*** Given information

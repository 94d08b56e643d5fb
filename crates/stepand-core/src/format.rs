//! Human-readable labels for distances and durations

use std::time::Duration;

/// `"85m"` below one kilometre, `"1.2km"` above
pub fn format_distance(meters: f64) -> String {
    if meters < 1000.0 {
        format!("{}m", meters.round() as i64)
    } else {
        format!("{:.1}km", meters / 1000.0)
    }
}

/// Elapsed walk time as zero-padded `mm:ss`
pub fn format_clock(elapsed: Duration) -> String {
    let secs = elapsed.as_secs();
    format!("{:02}:{:02}", secs / 60, secs % 60)
}

/// Planned walk length: `"45min"`, `"1h"`, `"1h 30min"`
pub fn format_planned_duration(planned: Duration) -> String {
    let minutes = planned.as_secs() / 60;
    if minutes < 60 {
        return format!("{minutes}min");
    }
    let (hours, mins) = (minutes / 60, minutes % 60);
    if mins > 0 {
        format!("{hours}h {mins}min")
    } else {
        format!("{hours}h")
    }
}

#[cfg(test)]
mod tests {
    use super::*;

    #[test]
    fn test_format_distance() {
        assert_eq!(format_distance(0.0), "0m");
        assert_eq!(format_distance(84.6), "85m");
        assert_eq!(format_distance(999.4), "999m");
        assert_eq!(format_distance(1000.0), "1.0km");
        assert_eq!(format_distance(1249.0), "1.2km");
    }

    #[test]
    fn test_format_clock() {
        assert_eq!(format_clock(Duration::from_secs(0)), "00:00");
        assert_eq!(format_clock(Duration::from_secs(75)), "01:15");
        assert_eq!(format_clock(Duration::from_millis(3_599_900)), "59:59");
        assert_eq!(format_clock(Duration::from_secs(6000)), "100:00");
    }

    #[test]
    fn test_format_planned_duration() {
        assert_eq!(format_planned_duration(Duration::from_secs(20 * 60)), "20min");
        assert_eq!(format_planned_duration(Duration::from_secs(60 * 60)), "1h");
        assert_eq!(format_planned_duration(Duration::from_secs(90 * 60)), "1h 30min");
    }
}
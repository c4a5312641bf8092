use tracing::debug;

use crate::error::Result;
use crate::source::DataSource;

/// Comments fetched per upload
pub const COMMENTS_PER_VIDEO: u32 = 50;

/// Fetch up to `limit` top-level comments for one upload, as plain text.
///
/// A single page is requested; replies are never traversed. Disabled or
/// absent comments yield an empty list.
pub async fn fetch_top_level_comments(
    source: &dyn DataSource,
    video_id: &str,
    limit: u32,
) -> Result<Vec<String>> {
    let mut comments = source.comment_threads(video_id, limit).await?;
    comments.truncate(limit as usize);
    debug!(video_id, count = comments.len(), "Fetched comments");
    Ok(comments)
}
use std::collections::HashMap;
use std::fmt;

use serde::Serialize;

use crate::lexicon::STOP_WORDS;
use crate::sentiment::{Label, ScoredComment};

/// Overall score above which a channel counts as Strong
pub const STRONG_THRESHOLD: f64 = 30.0;
/// Overall score below which a channel counts as Declining
pub const DECLINING_THRESHOLD: f64 = -10.0;

#[derive(Debug, Clone, Copy, Default, PartialEq, Eq, Serialize)]
pub struct LabelCounts {
    pub positive: usize,
    pub negative: usize,
    pub neutral: usize,
}

impl LabelCounts {
    pub fn tally(comments: &[ScoredComment]) -> Self {
        comments.iter().fold(Self::default(), |mut counts, comment| {
            match comment.label {
                Label::Positive => counts.positive += 1,
                Label::Negative => counts.negative += 1,
                Label::Neutral => counts.neutral += 1,
            }
            counts
        })
    }

    pub fn total(&self) -> usize {
        self.positive + self.negative + self.neutral
    }

    /// (positive - negative) / total * 100, or 0 when there is nothing to count
    pub fn net_score(&self) -> f64 {
        let total = self.total();
        if total == 0 {
            return 0.0;
        }
        (self.positive as f64 - self.negative as f64) / total as f64 * 100.0
    }
}

#[derive(Debug, Clone, PartialEq, Serialize)]
pub struct VideoSentimentSummary {
    pub video_id: String,
    pub title: String,
    pub positive: usize,
    pub negative: usize,
    pub neutral: usize,
    pub score: f64,
}

impl VideoSentimentSummary {
    pub fn total(&self) -> usize {
        self.positive + self.negative + self.neutral
    }
}

#[derive(Debug, Clone, Copy, PartialEq, Eq, Serialize)]
pub enum Status {
    Strong,
    Declining,
    Mixed,
}

impl Status {
    pub fn from_score(overall_score: f64) -> Self {
        if overall_score > STRONG_THRESHOLD {
            Status::Strong
        } else if overall_score < DECLINING_THRESHOLD {
            Status::Declining
        } else {
            Status::Mixed
        }
    }

    pub fn sentence(&self) -> &'static str {
        match self {
            Status::Strong => "Channel is performing well: strong positive audience response!",
            Status::Declining => "Channel performance is declining: many negative comments.",
            Status::Mixed => "Channel has mixed audience feedback.",
        }
    }
}

impl fmt::Display for Status {
    fn fmt(&self, f: &mut fmt::Formatter<'_>) -> fmt::Result {
        let name = match self {
            Status::Strong => "Strong",
            Status::Declining => "Declining",
            Status::Mixed => "Mixed",
        };
        f.pad(name)
    }
}

#[derive(Debug, Clone, PartialEq, Serialize)]
pub struct ChannelSentimentReport {
    pub total_comments: usize,
    pub positive: usize,
    pub negative: usize,
    pub neutral: usize,
    pub overall_score: f64,
    pub status: Status,
}

/// Tally one upload's scored comments. An upload without comments scores 0.
pub fn summarize_video(video_id: &str, title: &str, comments: &[ScoredComment]) -> VideoSentimentSummary {
    let counts = LabelCounts::tally(comments);
    VideoSentimentSummary {
        video_id: video_id.to_string(),
        title: title.to_string(),
        positive: counts.positive,
        negative: counts.negative,
        neutral: counts.neutral,
        score: counts.net_score(),
    }
}

/// Fold the channel's pooled comments into one report.
///
/// The score is recomputed from the pooled set, not averaged over videos.
/// An empty pool reports an overall score of 0, which classifies as Mixed.
pub fn summarize_channel(pooled: &[ScoredComment]) -> ChannelSentimentReport {
    let counts = LabelCounts::tally(pooled);
    let overall_score = counts.net_score();
    ChannelSentimentReport {
        total_comments: counts.total(),
        positive: counts.positive,
        negative: counts.negative,
        neutral: counts.neutral,
        overall_score,
        status: Status::from_score(overall_score),
    }
}

/// Most frequent words across the pooled comment text, ties broken alphabetically
pub fn top_terms(comments: &[String], limit: usize) -> Vec<(String, usize)> {
    let mut counts: HashMap<String, usize> = HashMap::new();
    for comment in comments {
        for word in comment.split_whitespace() {
            let word = word
                .trim_matches(|c: char| !c.is_alphanumeric())
                .to_lowercase();
            if word.chars().count() < 3 || STOP_WORDS.contains(&word.as_str()) {
                continue;
            }
            *counts.entry(word).or_default() += 1;
        }
    }

    let mut terms: Vec<_> = counts.into_iter().collect();
    terms.sort_by(|a, b| b.1.cmp(&a.1).then_with(|| a.0.cmp(&b.0)));
    terms.truncate(limit);
    terms
}
use crate::error::Result;
use crate::report::LabelCounts;
use crate::sentiment::{Lexicon, ScoredComment, score};

/// Score ad-hoc texts without touching the network
pub fn run(texts: &[String]) -> Result<()> {
    let lexicon = Lexicon::new();
    let scored = score(&lexicon, texts);

    for comment in &scored {
        println!("{:>+7.4}  {:<8}  {}", comment.compound, comment.label, comment.text);
    }

    if scored.len() > 1 {
        println!("\n{}", tally_line(&scored));
    }

    Ok(())
}

fn tally_line(scored: &[ScoredComment]) -> String {
    let counts = LabelCounts::tally(scored);
    format!(
        "Positive: {}  Negative: {}  Neutral: {}  Score: {:.2}%",
        counts.positive,
        counts.negative,
        counts.neutral,
        counts.net_score()
    )
}

#[cfg(test)]
mod tests {
    use super::*;

    #[test]
    fn test_tally_line() {
        let lexicon = Lexicon::new();
        let texts = vec![
            "great video!".to_string(),
            "I hated this".to_string(),
            "it was fine".to_string(),
            "love it".to_string(),
        ];
        let scored = score(&lexicon, &texts);
        assert_eq!(
            tally_line(&scored),
            "Positive: 2  Negative: 1  Neutral: 1  Score: 25.00%"
        );
    }
}
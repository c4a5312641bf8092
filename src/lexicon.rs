//! Word lists backing the rule-based polarity model.
//!
//! Valences sit on a -4.0..=4.0 scale (mean human rating per word).
//! Mild words such as "fine" or "okay" are left out so that plain
//! acknowledgements stay neutral.

pub static VALENCES: &[(&str, f64)] = &[
    // Positive
    ("agree", 1.5),
    ("amazing", 2.8),
    ("appreciate", 1.7),
    ("appreciated", 2.3),
    ("awesome", 3.1),
    ("beautiful", 2.9),
    ("best", 3.2),
    ("better", 1.9),
    ("brilliant", 2.8),
    ("clear", 1.6),
    ("congrats", 2.4),
    ("congratulations", 2.9),
    ("cool", 1.3),
    ("enjoy", 2.2),
    ("enjoyed", 2.3),
    ("epic", 2.2),
    ("excellent", 2.7),
    ("excited", 1.4),
    ("exciting", 2.2),
    ("fantastic", 2.6),
    ("favorite", 2.0),
    ("favourite", 2.0),
    ("fun", 2.3),
    ("funny", 1.9),
    ("genius", 1.9),
    ("glad", 2.0),
    ("good", 1.9),
    ("great", 3.1),
    ("haha", 2.0),
    ("happy", 2.7),
    ("helpful", 1.8),
    ("hilarious", 1.7),
    ("impressive", 2.3),
    ("incredible", 2.6),
    ("informative", 1.7),
    ("inspiring", 2.2),
    ("interesting", 1.7),
    ("joy", 2.8),
    ("legend", 1.3),
    ("lol", 1.8),
    ("love", 3.2),
    ("loved", 2.9),
    ("lovely", 2.8),
    ("loving", 2.9),
    ("masterpiece", 3.0),
    ("nice", 1.8),
    ("perfect", 2.7),
    ("pleasure", 2.7),
    ("proud", 2.1),
    ("recommend", 1.5),
    ("respect", 2.1),
    ("smart", 1.7),
    ("support", 1.7),
    ("thank", 1.5),
    ("thankful", 2.7),
    ("thanks", 1.9),
    ("useful", 1.9),
    ("welcome", 2.0),
    ("win", 2.8),
    ("winning", 2.4),
    ("wonderful", 2.7),
    ("wow", 2.8),
    ("yay", 2.4),
    // Negative
    ("angry", -2.3),
    ("annoying", -1.7),
    ("awful", -2.0),
    ("bad", -2.5),
    ("bored", -1.1),
    ("boring", -1.3),
    ("broken", -2.1),
    ("clickbait", -1.5),
    ("confused", -1.3),
    ("confusing", -1.3),
    ("cringe", -1.5),
    ("disappointed", -1.9),
    ("disappointing", -2.2),
    ("disgusting", -2.4),
    ("dislike", -1.6),
    ("dumb", -2.3),
    ("error", -1.7),
    ("fail", -2.5),
    ("failed", -2.3),
    ("fake", -2.1),
    ("garbage", -2.1),
    ("hate", -2.7),
    ("hated", -3.2),
    ("horrible", -2.5),
    ("hurt", -2.4),
    ("lame", -1.8),
    ("lazy", -1.5),
    ("liar", -2.4),
    ("lies", -1.8),
    ("mess", -1.7),
    ("misleading", -1.7),
    ("nonsense", -1.7),
    ("overrated", -1.5),
    ("pathetic", -2.1),
    ("poor", -2.1),
    ("problem", -1.7),
    ("problems", -1.7),
    ("ridiculous", -1.5),
    ("sad", -2.1),
    ("scam", -2.8),
    ("spam", -1.5),
    ("stupid", -2.4),
    ("sucked", -2.0),
    ("sucks", -1.5),
    ("terrible", -2.5),
    ("trash", -2.0),
    ("ugly", -2.3),
    ("unfortunately", -1.4),
    ("unsubscribed", -1.0),
    ("useless", -1.8),
    ("waste", -1.8),
    ("wasted", -2.2),
    ("worse", -2.1),
    ("worst", -3.1),
    ("wrong", -2.1),
];

/// Intensifiers that raise the magnitude of the word they precede
pub static BOOSTERS: &[&str] = &[
    "absolutely",
    "amazingly",
    "completely",
    "deeply",
    "enormously",
    "entirely",
    "especially",
    "exceptionally",
    "extremely",
    "greatly",
    "highly",
    "hugely",
    "incredibly",
    "intensely",
    "more",
    "most",
    "particularly",
    "quite",
    "really",
    "remarkably",
    "so",
    "super",
    "thoroughly",
    "totally",
    "tremendously",
    "truly",
    "unbelievably",
    "utterly",
    "very",
];

/// Hedges that lower the magnitude of the word they precede
pub static DAMPENERS: &[&str] = &[
    "almost",
    "barely",
    "hardly",
    "kinda",
    "less",
    "marginally",
    "occasionally",
    "partly",
    "scarcely",
    "slightly",
    "somewhat",
    "sorta",
];

/// Words that flip the polarity of what follows. Any `n't` contraction counts too.
pub static NEGATIONS: &[&str] = &[
    "aint", "arent", "cannot", "cant", "couldnt", "despite", "didnt", "doesnt", "dont", "hadnt",
    "hasnt", "havent", "isnt", "neither", "never", "no", "nobody", "none", "nope", "nor",
    "nothing", "nowhere", "rarely", "seldom", "shouldnt", "wasnt", "werent", "without", "wont",
    "wouldnt", "not",
];

/// Words skipped by the term-frequency table
pub static STOP_WORDS: &[&str] = &[
    "about", "after", "again", "all", "also", "and", "any", "are", "because", "been", "but",
    "can", "did", "does", "dont", "for", "from", "had", "has", "have", "her", "him", "his",
    "how", "i'm", "it's", "its", "just", "more", "most", "not", "now", "one", "only", "our",
    "out", "she", "some", "than", "that", "the", "their", "them", "then", "there", "these",
    "they", "this", "those", "too", "very", "was", "were", "what", "when", "where", "which",
    "who", "why", "will", "with", "would", "you", "your", "you're",
];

******

Task objective:
If a line contains the word "this", it counts; say how many such lines the records hold, and give only that number.

Solution to the exercise:
2